■ Task material:
········
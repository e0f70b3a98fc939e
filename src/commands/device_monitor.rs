use crate::platform::{DeviceEvent, DeviceMonitor};
use crate::types::DeviceDescriptor;

/// Start device monitoring
pub async fn start_device_monitoring(monitor: &DeviceMonitor) -> Result<String, String> {
    if monitor.is_monitoring().await {
        return Ok("Device monitoring already active".to_string());
    }
    monitor
        .start_monitoring()
        .await
        .map_err(|e| format!("Failed to start monitoring: {}", e))?;
    Ok("Device monitoring started".to_string())
}

/// Stop device monitoring
pub async fn stop_device_monitoring(monitor: &DeviceMonitor) -> Result<String, String> {
    if !monitor.is_monitoring().await {
        return Ok("Device monitoring not active".to_string());
    }
    monitor
        .stop_monitoring()
        .await
        .map_err(|e| format!("Failed to stop monitoring: {}", e))?;
    Ok("Device monitoring stopped".to_string())
}

/// Poll for device events (non-blocking)
pub async fn poll_device_event(monitor: &DeviceMonitor) -> Result<Option<DeviceEventInfo>, String> {
    if !monitor.is_monitoring().await {
        return Err("Device monitoring not started".to_string());
    }
    Ok(monitor.poll_event().await.map(DeviceEventInfo::from_event))
}

/// Get list of currently attached devices
pub async fn get_monitored_devices(monitor: &DeviceMonitor) -> Vec<DeviceDescriptor> {
    monitor.get_active_devices().await
}

/// Device event information for consumers
#[derive(Debug, Clone, PartialEq, serde::Serialize, serde::Deserialize)]
pub struct DeviceEventInfo {
    pub event_type: String,
    pub device_id: String,
    pub wired_control: bool,
}

impl DeviceEventInfo {
    fn from_event(event: DeviceEvent) -> Self {
        match event {
            DeviceEvent::Attached(descriptor) => Self {
                event_type: "attached".to_string(),
                device_id: descriptor.id,
                wired_control: descriptor.capabilities.wired_control,
            },
            DeviceEvent::Detached(id) => Self {
                event_type: "detached".to_string(),
                device_id: id,
                wired_control: false,
            },
        }
    }
}
use crate::config::{HierarchyMode, LayoutConfig, load_config};
use crate::ir::{Direction, GraphSnapshot};
use crate::layout::{DagreEngine, LayoutAdapter};
use crate::text_metrics::{FixedWidthMetrics, SystemFontMetrics, TextMetrics};
use anyhow::{Context, Result};
use clap::{ArgAction, Parser, ValueEnum};
use std::io::{self, Read, Write};
use std::path::{Path, PathBuf};
use tracing_subscriber::EnvFilter;

#[derive(Parser, Debug)]
#[command(
    name = "flowgraph-layout",
    version,
    about = "Lay out a nested node/edge graph (JSON) with dagre"
)]
pub struct Args {
    /// Input graph JSON ({"nodes": [...], "edges": [...]}) or '-' for stdin
    #[arg(short = 'i', long = "input")]
    pub input: Option<PathBuf>,

    /// Output file. Defaults to stdout.
    #[arg(short = 'o', long = "output")]
    pub output: Option<PathBuf>,

    /// Layout config file (JSON5)
    #[arg(short = 'c', long = "configFile")]
    pub config: Option<PathBuf>,

    /// Flow direction
    #[arg(short = 'd', long = "direction", value_enum)]
    pub direction: Option<DirectionArg>,

    /// Lay out nested containers jointly with their parents or on their own
    #[arg(long = "hierarchy", value_enum)]
    pub hierarchy: Option<HierarchyArg>,

    /// Spacing between nodes of the same layer
    #[arg(long = "node-spacing")]
    pub node_spacing: Option<f32>,

    /// Spacing between layers
    #[arg(long = "layer-spacing")]
    pub layer_spacing: Option<f32>,

    /// Size labels with the per-character heuristic instead of system fonts
    #[arg(long = "fallback-metrics")]
    pub fallback_metrics: bool,

    /// Fail instead of returning the input unchanged when layout fails
    #[arg(long = "strict")]
    pub strict: bool,

    /// Print the layout request sent to the engine and exit
    #[arg(long = "dump-request")]
    pub dump_request: bool,

    /// Increase log verbosity (-v debug, -vv trace)
    #[arg(short = 'v', long = "verbose", action = ArgAction::Count)]
    pub verbose: u8,
}

#[derive(ValueEnum, Debug, Clone, Copy)]
pub enum DirectionArg {
    Right,
    Left,
    Down,
    Up,
}

impl From<DirectionArg> for Direction {
    fn from(value: DirectionArg) -> Self {
        match value {
            DirectionArg::Right => Direction::Right,
            DirectionArg::Left => Direction::Left,
            DirectionArg::Down => Direction::Down,
            DirectionArg::Up => Direction::Up,
        }
    }
}

#[derive(ValueEnum, Debug, Clone, Copy)]
pub enum HierarchyArg {
    Joint,
    Independent,
}

impl From<HierarchyArg> for HierarchyMode {
    fn from(value: HierarchyArg) -> Self {
        match value {
            HierarchyArg::Joint => HierarchyMode::Joint,
            HierarchyArg::Independent => HierarchyMode::Independent,
        }
    }
}

pub fn run() -> Result<()> {
    let args = Args::parse();
    init_logging(args.verbose);

    let mut config = load_config(args.config.as_deref())
        .with_context(|| "failed to load layout config")?
        .layout;
    apply_overrides(&mut config, &args);

    let input = read_input(args.input.as_deref())?;
    let snapshot = GraphSnapshot::from_json(&input).context("input is not a valid graph snapshot")?;

    let output = if args.fallback_metrics {
        let metrics = FixedWidthMetrics {
            factor: config.fallback_char_width,
        };
        lay_out(&args, config, metrics, &snapshot)?
    } else {
        lay_out(&args, config, SystemFontMetrics::new(), &snapshot)?
    };
    write_output(&output, args.output.as_deref())
}

fn log_level(verbose: u8) -> &'static str {
    match verbose {
        0 => "warn",
        1 => "debug",
        _ => "trace",
    }
}

fn init_logging(verbose: u8) {
    let filter =
        EnvFilter::try_from_default_env().unwrap_or_else(|_| EnvFilter::new(log_level(verbose)));
    let _ = tracing_subscriber::fmt()
        .with_env_filter(filter)
        .with_writer(io::stderr)
        .with_target(false)
        .try_init();
}

fn apply_overrides(config: &mut LayoutConfig, args: &Args) {
    if let Some(direction) = args.direction {
        config.direction = direction.into();
    }
    if let Some(mode) = args.hierarchy {
        config.hierarchy_mode = mode.into();
    }
    if let Some(spacing) = args.node_spacing {
        config.node_node_spacing = spacing;
    }
    if let Some(spacing) = args.layer_spacing {
        config.layer_spacing = spacing;
    }
}

fn lay_out<M: TextMetrics>(
    args: &Args,
    config: LayoutConfig,
    metrics: M,
    snapshot: &GraphSnapshot,
) -> Result<String> {
    let adapter = LayoutAdapter::new(DagreEngine::new(), metrics, config);
    if args.dump_request {
        let prepared = adapter.prepare(&snapshot.nodes, &snapshot.edges)?;
        return Ok(serde_json::to_string_pretty(prepared.request())?);
    }
    let laid_out = if args.strict {
        pollster::block_on(adapter.try_layout(&snapshot.nodes, &snapshot.edges))?
    } else {
        pollster::block_on(adapter.layout_snapshot(snapshot))
    };
    Ok(laid_out.to_json_pretty()?)
}

fn read_input(path: Option<&Path>) -> Result<String> {
    if let Some(path) = path
        && path != Path::new("-")
    {
        return std::fs::read_to_string(path)
            .with_context(|| format!("failed to read {}", path.display()));
    }
    let mut buf = String::new();
    io::stdin().read_to_string(&mut buf)?;
    Ok(buf)
}

fn write_output(json: &str, path: Option<&Path>) -> Result<()> {
    match path {
        Some(path) => std::fs::write(path, format!("{json}\n"))
            .with_context(|| format!("failed to write {}", path.display())),
        None => {
            let mut stdout = io::stdout().lock();
            writeln!(stdout, "{json}")?;
            Ok(())
        }
    }
}

#[cfg(test)]
mod tests {
    use super::*;

    #[test]
    fn single_verbose_flag_enables_debug() {
        let args = Args::parse_from(["flowgraph-layout", "-v"]);
        assert_eq!(log_level(args.verbose), "debug");
        assert_eq!(log_level(0), "warn");
        assert_eq!(log_level(2), "trace");
    }

    #[test]
    fn flags_override_config() {
        let args = Args::parse_from([
            "flowgraph-layout",
            "-d",
            "down",
            "--hierarchy",
            "independent",
            "--node-spacing",
            "12",
        ]);
        let mut config = LayoutConfig::default();
        apply_overrides(&mut config, &args);
        assert_eq!(config.direction, Direction::Down);
        assert_eq!(config.hierarchy_mode, HierarchyMode::Independent);
        assert_eq!(config.node_node_spacing, 12.0);
        assert_eq!(config.layer_spacing, 100.0);
    }

    #[test]
    fn dump_request_serializes_tree() {
        let args = Args::parse_from(["flowgraph-layout", "--dump-request"]);
        let snapshot = GraphSnapshot::from_json(
            r#"{"nodes":[{"id":"p","data":{"label":"P"}},
                          {"id":"c","parentNode":"p","data":{"label":"C"}}],
                "edges":[{"id":"e","source":"p","target":"c"}]}"#,
        )
        .unwrap();
        let json = lay_out(
            &args,
            LayoutConfig::default(),
            FixedWidthMetrics::default(),
            &snapshot,
        )
        .unwrap();
        let request: crate::layout::LayoutGraph = serde_json::from_str(&json).unwrap();
        assert_eq!(request.children[0].id, "p");
        assert_eq!(request.children[0].children[0].id, "c");
        assert_eq!(request.children[0].edges[0].id, "e");
    }
}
········
■ Exercise prompt: Pick out all lines from the data above in which the word "Left" appears.

■ Solution to the problem:
    Left,
            DirectionArg::Left => Direction::Left,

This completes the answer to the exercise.